The movie opened with some hot-and-heavy, though, which caught me a bit off-guard. And while some of the Austen bloggers (like Ms. Place) kindly tolerate its presence, I think on some level the scene is kind of cynically appropriate. Although, if you catch right off the bat that one of the pair of lips belongs to Mr. Willoughby, I wonder whether that might clue the UnAustenware that he is, as Ms. Place said, a cad and not a romantic hero. That’s the case anyway, but his appearance in the book is setup to make him appear dashing for the longest time. If viewers see it’s Mr. W. initially, then it upsets Austen’s intention to lure readers to his side. A lot can be said about the participatory reader in an Austen novel, of course, but I’ll leave that for later.
However, as it is indeed Mr.
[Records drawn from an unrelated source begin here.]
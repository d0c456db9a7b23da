//! Schedule file loading and validation
//!
//! A schedule file holds one job per line:
//!
//! ```text
//! <cron-expression><TAB><job-average-elapsed-time-sec>
//! ```
//!
//! Blank lines and `#` comment lines are skipped. Every expression is parsed
//! once, before any simulation work, so a single bad line aborts the run
//! without producing partial results.

use std::fs;
use std::path::Path;

use tracing::{debug, info, instrument, warn};

use crate::schedule::Recurrence;
use crate::simulation::occupancy::occupied_buckets;
use crate::simulation::{AnalyzerError, AnalyzerResult};
use crate::types::Job;

/// A job whose recurrence rule has been parsed and validated
#[derive(Debug, Clone)]
pub struct ScheduledJob {
    /// Source job record
    pub job: Job,
    /// Parsed recurrence rule
    pub recurrence: Recurrence,
    /// Buckets occupied by one firing
    pub span: usize,
}

impl ScheduledJob {
    /// Parse the job's expression and precompute its occupancy span
    pub fn new(job: Job) -> AnalyzerResult<Self> {
        let recurrence = Recurrence::parse(&job.expression)
            .map_err(|e| AnalyzerError::line_error(job.line, format!("'{}': {}", job.expression, e)))?;
        let span = occupied_buckets(job.average_duration_secs);
        Ok(Self {
            job,
            recurrence,
            span,
        })
    }
}

/// Read the schedule file into memory
pub fn read_schedule_file(path: &Path) -> AnalyzerResult<String> {
    fs::read_to_string(path).map_err(|e| AnalyzerError::input_io_error(path, e))
}

/// Parse schedule file content into job records
#[instrument(skip(content), fields(bytes = content.len()))]
pub fn parse_schedule(content: &str) -> AnalyzerResult<Vec<Job>> {
    if content.trim().is_empty() {
        return Err(AnalyzerError::input_format_error("File content is empty"));
    }

    let mut jobs = Vec::new();
    for (index, raw_line) in content.lines().enumerate() {
        let line = index + 1;
        let trimmed = raw_line.trim();
        if trimmed.is_empty() || trimmed.starts_with('#') {
            continue;
        }

        let mut columns = trimmed.split('\t');
        let expression = columns.next().unwrap_or_default().trim();
        let duration_text = columns
            .next()
            .ok_or_else(|| AnalyzerError::line_error(line, "missing <TAB>-separated duration field"))?
            .trim();

        let extra = columns.count();
        if extra > 0 {
            warn!("Line {}: ignoring {} extra column(s)", line, extra);
        }

        let average_duration_secs: f64 = duration_text.parse().map_err(|e| {
            AnalyzerError::line_error(line, format!("invalid duration '{}': {}", duration_text, e))
        })?;
        if !average_duration_secs.is_finite() || average_duration_secs < 0.0 {
            return Err(AnalyzerError::line_error(
                line,
                format!(
                    "duration must be a non-negative number of seconds, got '{}'",
                    duration_text
                ),
            ));
        }

        debug!("Line {}: '{}' averaging {}s", line, expression, average_duration_secs);
        jobs.push(Job::new(expression, average_duration_secs, line));
    }

    if jobs.is_empty() {
        return Err(AnalyzerError::input_format_error(
            "File contains no jobs (only blank or comment lines)",
        ));
    }

    info!("Parsed {} jobs", jobs.len());
    Ok(jobs)
}

/// Parse every job's recurrence rule, failing on the first invalid one
#[instrument(skip(jobs), fields(job_count = jobs.len()))]
pub fn validate_jobs(jobs: Vec<Job>) -> AnalyzerResult<Vec<ScheduledJob>> {
    let scheduled = jobs
        .into_iter()
        .map(ScheduledJob::new)
        .collect::<AnalyzerResult<Vec<_>>>()?;
    info!("Validated {} recurrence expressions", scheduled.len());
    Ok(scheduled)
}

/// Read, parse and validate a schedule file
pub fn load_schedule(path: &Path) -> AnalyzerResult<Vec<ScheduledJob>> {
    let content = read_schedule_file(path)?;
    validate_jobs(parse_schedule(&content)?)
}
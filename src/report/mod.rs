//! Ranking and reporting of simulation results
//!
//! - **Ranker**: stable descending order by running count, top-N view
//! - **Writer**: terminal table and the full results file
//! - **Summary**: run statistics

pub mod ranker;
pub mod summary;
pub mod writer;

pub use ranker::{rank, RankedReport};
pub use summary::RunSummary;
pub use writer::{render_summary_table, write_results, write_results_file};
//! Schedule input: recurrence rules and the schedule file loader
//!
//! This module turns schedule file text into validated jobs ready for the
//! simulation pass.
//!
//! # Overview
//!
//! - **Recurrence**: five-field cron rules and the "fires at this minute" test
//! - **Loader**: tab-separated schedule parsing and up-front validation

pub mod loader;
pub mod recurrence;

pub use loader::{load_schedule, parse_schedule, read_schedule_file, validate_jobs, ScheduledJob};
pub use recurrence::{Recurrence, RecurrenceError};
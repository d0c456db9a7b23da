//! Enumerations shared across the analyzer

use serde::{Deserialize, Serialize};
use std::fmt;
use std::str::FromStr;

/// Format of the full results file
#[derive(Debug, Clone, Copy, PartialEq, Eq, Serialize, Deserialize, Default)]
#[serde(rename_all = "lowercase")]
pub enum OutputFormat {
    /// Tab-separated `<timestamp>\t<count>` rows under a header line
    #[default]
    Text,
    /// One JSON object per bucket (JSON Lines)
    Json,
}

impl fmt::Display for OutputFormat {
    fn fmt(&self, f: &mut fmt::Formatter<'_>) -> fmt::Result {
        match self {
            OutputFormat::Text => write!(f, "text"),
            OutputFormat::Json => write!(f, "json"),
        }
    }
}

impl FromStr for OutputFormat {
    type Err = String;

    fn from_str(s: &str) -> Result<Self, Self::Err> {
        match s.to_lowercase().as_str() {
            "text" | "txt" | "tsv" => Ok(OutputFormat::Text),
            "json" | "jsonl" => Ok(OutputFormat::Json),
            _ => Err(format!("Unknown output format: {}", s)),
        }
    }
}
//! Error types and handling
//!
//! Every error the analyzer can raise is fatal: the input is a static file and
//! the computation has no side effects before the final report write, so the
//! binary prints a one-line diagnostic and exits with status 1.

use crate::types::{ConfigError, ConfigValidationError};
use std::path::PathBuf;
use thiserror::Error;

/// Errors that can occur during an analyzer run
#[derive(Debug, Error)]
pub enum AnalyzerError {
    /// Wrong number or shape of command line arguments
    #[error("Usage error: {0}")]
    UsageError(String),

    /// Schedule file could not be read
    #[error("Failed to read schedule file '{}'", path.display())]
    InputIoError {
        /// Schedule file path
        path: PathBuf,
        /// Underlying I/O error
        #[source]
        source: std::io::Error,
    },

    /// Schedule file content is malformed
    #[error("Invalid schedule: {0}")]
    InputFormatError(String),

    /// Results file could not be created or written
    #[error("Failed to write results file '{}'", path.display())]
    OutputIoError {
        /// Results file path
        path: PathBuf,
        /// Underlying I/O error
        #[source]
        source: std::io::Error,
    },

    /// Configuration could not be loaded or is invalid
    #[error("Configuration error: {0}")]
    ConfigurationError(String),
}

impl From<ConfigError> for AnalyzerError {
    fn from(error: ConfigError) -> Self {
        AnalyzerError::ConfigurationError(error.to_string())
    }
}

impl From<ConfigValidationError> for AnalyzerError {
    fn from(error: ConfigValidationError) -> Self {
        AnalyzerError::ConfigurationError(error.to_string())
    }
}

impl AnalyzerError {
    /// Create a usage error
    pub fn usage_error(msg: impl Into<String>) -> Self {
        Self::UsageError(msg.into())
    }

    /// Create an input format error
    pub fn input_format_error(msg: impl Into<String>) -> Self {
        Self::InputFormatError(msg.into())
    }

    /// Create an input format error tied to a schedule line
    pub fn line_error(line: usize, msg: impl std::fmt::Display) -> Self {
        Self::InputFormatError(format!("line {}: {}", line, msg))
    }

    /// Create an input I/O error
    pub fn input_io_error(path: impl Into<PathBuf>, source: std::io::Error) -> Self {
        Self::InputIoError {
            path: path.into(),
            source,
        }
    }

    /// Create an output I/O error
    pub fn output_io_error(path: impl Into<PathBuf>, source: std::io::Error) -> Self {
        Self::OutputIoError {
            path: path.into(),
            source,
        }
    }

    /// Create a configuration error
    pub fn configuration_error(msg: impl Into<String>) -> Self {
        Self::ConfigurationError(msg.into())
    }

    /// Get the error category
    pub fn category(&self) -> &'static str {
        match self {
            AnalyzerError::UsageError(_) => "Usage",
            AnalyzerError::InputIoError { .. } => "Input IO",
            AnalyzerError::InputFormatError(_) => "Input Format",
            AnalyzerError::OutputIoError { .. } => "Output IO",
            AnalyzerError::ConfigurationError(_) => "Configuration",
        }
    }

    /// Process exit code for this error
    pub fn exit_code(&self) -> i32 {
        1
    }
}

/// Result type for analyzer operations
pub type AnalyzerResult<T> = Result<T, AnalyzerError>;
//! Main analysis orchestrator
//!
//! This module contains the AnalysisOrchestrator, which runs the pipeline
//! stages in order and stops at the first failure.

use std::fmt;
use std::path::{Path, PathBuf};
use std::time::Instant;

use chrono::{DateTime, Utc};
use indicatif::ProgressBar;
use tracing::{debug, info, instrument};

use crate::report::{rank, write_results_file, RankedReport, RunSummary};
use crate::schedule::{load_schedule, ScheduledJob};
use crate::simulation::{AnalyzerResult, ConcurrencyAggregator, Grid};
use crate::types::AnalyzerConfig;

/// Pipeline stages, in execution order
#[derive(Debug, Clone, Copy, PartialEq, Eq, Hash)]
pub enum PipelineStage {
    /// Read and parse the schedule file
    Load,
    /// Parse every recurrence rule and compute occupancy spans
    Validate,
    /// Build the zeroed minute grid
    BuildGrid,
    /// Fill the grid with running counts
    Aggregate,
    /// Order buckets by running count
    Rank,
    /// Print the summary and write the results file
    Report,
}

impl fmt::Display for PipelineStage {
    fn fmt(&self, f: &mut fmt::Formatter<'_>) -> fmt::Result {
        let name = match self {
            PipelineStage::Load => "load",
            PipelineStage::Validate => "validate",
            PipelineStage::BuildGrid => "build grid",
            PipelineStage::Aggregate => "aggregate",
            PipelineStage::Rank => "rank",
            PipelineStage::Report => "report",
        };
        write!(f, "{}", name)
    }
}

/// Result of a completed analysis
#[derive(Debug, Clone)]
pub struct AnalysisOutcome {
    /// Buckets in ranked order
    pub report: RankedReport,
    /// Run statistics
    pub summary: RunSummary,
}

/// Coordinates one analysis run
pub struct AnalysisOrchestrator {
    config: AnalyzerConfig,
    schedule_file: PathBuf,
    progress: ProgressBar,
}

impl fmt::Debug for AnalysisOrchestrator {
    fn fmt(&self, f: &mut fmt::Formatter<'_>) -> fmt::Result {
        f.debug_struct("AnalysisOrchestrator")
            .field("config", &self.config)
            .field("schedule_file", &self.schedule_file)
            .finish_non_exhaustive()
    }
}

impl AnalysisOrchestrator {
    /// Create an orchestrator for `schedule_file`; the configuration is
    /// validated up front
    #[instrument(skip(config, schedule_file), fields(window_days = config.window_days, workers = config.workers))]
    pub fn new(config: AnalyzerConfig, schedule_file: impl Into<PathBuf>) -> AnalyzerResult<Self> {
        config.validate()?;
        let schedule_file = schedule_file.into();

        info!(
            "Initializing analysis of {} over {} days from {}",
            schedule_file.display(),
            config.window_days,
            config.window_start
        );

        Ok(Self {
            config,
            schedule_file,
            progress: ProgressBar::hidden(),
        })
    }

    /// Report aggregation progress on the given bar
    pub fn with_progress(mut self, progress: ProgressBar) -> Self {
        self.progress = progress;
        self
    }

    /// Active configuration
    pub fn config(&self) -> &AnalyzerConfig {
        &self.config
    }

    /// Schedule file being analyzed
    pub fn schedule_file(&self) -> &Path {
        &self.schedule_file
    }

    /// Load and validate the schedule without simulating it
    pub fn validate_only(&self) -> AnalyzerResult<Vec<ScheduledJob>> {
        debug!("Stage: {} + {}", PipelineStage::Load, PipelineStage::Validate);
        let jobs = load_schedule(&self.schedule_file)?;
        info!("Schedule validated: {} jobs", jobs.len());
        Ok(jobs)
    }

    /// Run load, validate, build grid, aggregate and rank
    pub fn run(&self) -> AnalyzerResult<AnalysisOutcome> {
        let jobs = self.validate_only()?;
        self.run_with_jobs(&jobs)
    }

    /// Run the simulation stages over already validated jobs
    #[instrument(skip(self, jobs), fields(jobs = jobs.len()))]
    pub fn run_with_jobs(&self, jobs: &[ScheduledJob]) -> AnalyzerResult<AnalysisOutcome> {
        debug!("Stage: {}", PipelineStage::BuildGrid);
        let mut grid = Grid::build(self.config.window_start, self.config.window_secs());

        debug!("Stage: {}", PipelineStage::Aggregate);
        let aggregator =
            ConcurrencyAggregator::new(self.config.workers).with_progress(self.progress.clone());
        let started = Instant::now();
        aggregator.aggregate(&mut grid, jobs)?;
        let aggregation_time = started.elapsed();
        info!(
            "Aggregated {} buckets in {:.2}s",
            grid.len(),
            aggregation_time.as_secs_f64()
        );

        debug!("Stage: {}", PipelineStage::Rank);
        let report = rank(&grid);

        let summary = RunSummary {
            job_count: jobs.len(),
            bucket_count: grid.len(),
            window_start: self.config.window_start,
            window_days: self.config.window_days,
            workers: self.config.workers,
            peak: report.peak().cloned(),
            aggregation_time,
        };
        info!(
            "Peak of {} running jobs across {} buckets",
            summary.peak_running_count(),
            summary.bucket_count
        );

        Ok(AnalysisOutcome { report, summary })
    }

    /// Write the full ranked table; returns the path written
    pub fn write_report(
        &self,
        outcome: &AnalysisOutcome,
        started_at: DateTime<Utc>,
    ) -> AnalyzerResult<PathBuf> {
        debug!("Stage: {}", PipelineStage::Report);
        let path = self.config.results_path(started_at);
        write_results_file(&path, &outcome.report, self.config.output_format)?;
        Ok(path)
    }
}

#[cfg(test)]
mod tests {
    use super::*;
    use crate::simulation::AnalyzerError;
    use crate::types::OutputFormat;
    use std::fs;
    use tempfile::TempDir;

    fn schedule(dir: &TempDir, content: &str) -> PathBuf {
        let path = dir.path().join("schedule");
        fs::write(&path, content).unwrap();
        path
    }

    fn one_day(dir: &TempDir) -> AnalyzerConfig {
        AnalyzerConfig {
            window_days: 1,
            output_dir: dir.path().display().to_string(),
            ..Default::default()
        }
    }

    #[test]
    fn test_stage_names() {
        assert_eq!(PipelineStage::BuildGrid.to_string(), "build grid");
        assert_eq!(PipelineStage::Report.to_string(), "report");
    }

    #[test]
    fn test_invalid_config_is_rejected() {
        let config = AnalyzerConfig {
            window_days: 0,
            ..Default::default()
        };
        let error = AnalysisOrchestrator::new(config, "schedule").unwrap_err();
        assert!(matches!(error, AnalyzerError::ConfigurationError(_)));
    }

    #[test]
    fn test_run_reports_peak() {
        let dir = TempDir::new().unwrap();
        let path = schedule(&dir, "0 * * * *\t68.5\n5 * * * *\t34.2\n");
        let orchestrator = AnalysisOrchestrator::new(one_day(&dir), &path).unwrap();

        let outcome = orchestrator.run().unwrap();

        assert_eq!(outcome.summary.job_count, 2);
        assert_eq!(outcome.summary.bucket_count, 1440);
        assert_eq!(outcome.summary.peak_running_count(), 1);
        assert_eq!(outcome.report.len(), 1440);
        // Earliest bucket of the highest count leads the ranking
        assert_eq!(outcome.report.peak().unwrap().index, 0);
    }

    #[test]
    fn test_validate_only_reports_bad_line() {
        let dir = TempDir::new().unwrap();
        let path = schedule(&dir, "0 * * * *\t10\n61 * * * *\t10\n");
        let orchestrator = AnalysisOrchestrator::new(one_day(&dir), &path).unwrap();

        let error = orchestrator.validate_only().unwrap_err();
        assert!(matches!(error, AnalyzerError::InputFormatError(_)));
        assert!(error.to_string().contains("line 2"));
    }

    #[test]
    fn test_missing_schedule_is_input_io_error() {
        let dir = TempDir::new().unwrap();
        let orchestrator =
            AnalysisOrchestrator::new(one_day(&dir), dir.path().join("absent")).unwrap();

        let error = orchestrator.run().unwrap_err();
        assert!(matches!(error, AnalyzerError::InputIoError { .. }));
    }

    #[test]
    fn test_write_report_uses_start_time() {
        let dir = TempDir::new().unwrap();
        let path = schedule(&dir, "*/30 * * * *\t0\n");
        let orchestrator = AnalysisOrchestrator::new(one_day(&dir), &path).unwrap();
        let outcome = orchestrator.run().unwrap();

        let started_at = DateTime::from_timestamp(1_700_000_000, 0).unwrap();
        let written = orchestrator.write_report(&outcome, started_at).unwrap();

        assert_eq!(written, dir.path().join("cron_load_analysis.1700000000"));
        let content = fs::read_to_string(&written).unwrap();
        assert_eq!(content.lines().count(), 1441);
    }

    #[test]
    fn test_write_report_json_to_explicit_path() {
        let dir = TempDir::new().unwrap();
        let path = schedule(&dir, "@hourly\t120\n");
        let output = dir.path().join("results.jsonl");
        let config = AnalyzerConfig {
            output: Some(output.display().to_string()),
            output_format: OutputFormat::Json,
            ..one_day(&dir)
        };
        let orchestrator = AnalysisOrchestrator::new(config, &path).unwrap();
        let outcome = orchestrator.run().unwrap();

        let written = orchestrator.write_report(&outcome, Utc::now()).unwrap();

        assert_eq!(written, output);
        let first = fs::read_to_string(&written).unwrap();
        assert!(first.lines().next().unwrap().contains("\"running_count\":1"));
    }
}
Willoughby and Eliza (Colonel Brandon’s neice/ward, whose mother he tragically loves, thus remaining alone well into middle-age), and because this scene is followed immediately and darkly by the true S&S opening spectacle of the death of Mr. Dashwood, it throws into moral contrast this steamy affair in the primarily economic Regency family dynamic:
- The Estate, by law, is entailed in whole to the eldest male heir: once a moderately wealthy man has his first boy, he can no longer do what he likes to his property because, inherently, it belongs to the son. The women of the family are completely dependent on this male heir (as is illustrated in S&S) and have very little of their own — this is why there is so much pressure on marrying.
- Marrying means financial stability – not just for the daughter, but for her unmarried siblings and (if such is the case) widowed mother. Marrying poorly means that the family’s place in society diminishes, but one also cannot wait too long lest she become undesirable.
- Becoming undesirable, say by getting knocked up (or doing the knocking, as Mr. Willoughby is disinherited once this is made known to his benefactress), is a pretty staunch financial fuck-up with family-wide consequences.
The way Davies juxtaposed unbridled passion with what looked like a pretty miserable death sets the tone for the story, which arguably is looking for balance between soap-operatic sensibility and the purely business-oriented wrongs of the family (sense).
Laurel Ann’s at Austenprose is my favorite review, and she otherwise sums it up for me. The male characters (except for Edward) aren’t as subtle as Austen’s: Mr. Willoughby’s purpose as the faux-romantic hero is reamed because of the opening sex scene and his hair-grease, and Colonel Brandon is a snore.